▶ **Your task**: The answer must be an exact restatement of all the data.

(Beginning of Records to use)

use chrono::{DateTime, Utc};
use serde::Serialize;
use serde_json::Value;
use std::sync::Arc;

/// Open map of scalar values attached to a document.
pub type Metadata = serde_json::Map<String, Value>;

/// A stored piece of text together with its embedding.
///
/// Documents are never edited in place; replacing one means removing it and
/// adding a new one. The embedding is shared with the store's vector index.
#[derive(Debug, Clone, Serialize)]
#[serde(rename_all = "camelCase")]
pub struct Document {
    pub id: String,
    pub content: String,
    #[serde(skip)]
    pub embedding: Arc<[f32]>,
    pub metadata: Metadata,
    pub created_at: DateTime<Utc>,
}

impl Document {
    pub fn new(content: String, embedding: Vec<f32>, metadata: Metadata) -> Self {
        Self {
            id: uuid::Uuid::new_v4().to_string(),
            content,
            embedding: embedding.into(),
            metadata,
            created_at: Utc::now(),
        }
    }

    /// Size of the content in bytes.
    pub fn byte_len(&self) -> usize {
        self.content.len()
    }
}

/// One ranked match returned by a similarity search. The embedding is not included.
#[derive(Debug, Clone, PartialEq, Serialize)]
pub struct SearchHit {
    pub id: String,
    pub content: String,
    pub score: f64,
    pub metadata: Metadata,
}

impl SearchHit {
    pub fn from_document(doc: &Document, score: f64) -> Self {
        Self {
            id: doc.id.clone(),
            content: doc.content.clone(),
            score,
            metadata: doc.metadata.clone(),
        }
    }
}

/// Rejects metadata holding arrays or objects.
pub fn validate_metadata(metadata: &Metadata) -> Result<(), String> {
    for (key, value) in metadata {
        if matches!(value, Value::Array(_) | Value::Object(_)) {
            return Err(format!(
                "Metadata value for '{key}' must be a string, number, bool or null"
            ));
        }
    }
    Ok(())
}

(End of Records to use)

▶ **Exercise answer**:
use chrono::{DateTime, Utc};
use serde::Serialize;
use serde_json::Value;
use std::sync::Arc;

/// Open map of scalar values attached to a document.
pub type Metadata = serde_json::Map<String, Value>;

/// A stored piece of text together with its embedding.
///
/// Documents are never edited in place; replacing one means removing it and
/// adding a new one. The embedding is shared with the store's vector index.
#[derive(Debug, Clone, Serialize)]
#[serde(rename_all = "camelCase")]
pub struct Document {
    pub id: String,
    pub content: String,
    #[serde(skip)]
    pub embedding: Arc<[f32]>,
    pub metadata: Metadata,
    pub created_at: DateTime<Utc>,
}

impl Document {
    pub fn new(content: String, embedding: Vec<f32>, metadata: Metadata) -> Self {
        Self {
            id: uuid::Uuid::new_v4().to_string(),
            content,
            embedding: embedding.into(),
            metadata,
            created_at: Utc::now(),
        }
    }

    /// Size of the content in bytes.
    pub fn byte_len(&self) -> usize {
        self.content.len()
    }
}

/// One ranked match returned by a similarity search. The embedding is not included.
#[derive(Debug, Clone, PartialEq, Serialize)]
pub struct SearchHit {
    pub id: String,
    pub content: String,
    pub score: f64,
    pub metadata: Metadata,
}

impl SearchHit {
    pub fn from_document(doc: &Document, score: f64) -> Self {
        Self {
            id: doc.id.clone(),
            content: doc.content.clone(),
            score,
            metadata: doc.metadata.clone(),
        }
    }
}

/// Rejects metadata holding arrays or objects.
pub fn validate_metadata(metadata: &Metadata) -> Result<(), String> {
    for (key, value) in metadata {
        if matches!(value, Value::Array(_) | Value::Object(_)) {
            return Err(format!(
                "Metadata value for '{key}' must be a string, number, bool or null"
            ));
        }
    }
    Ok(())
}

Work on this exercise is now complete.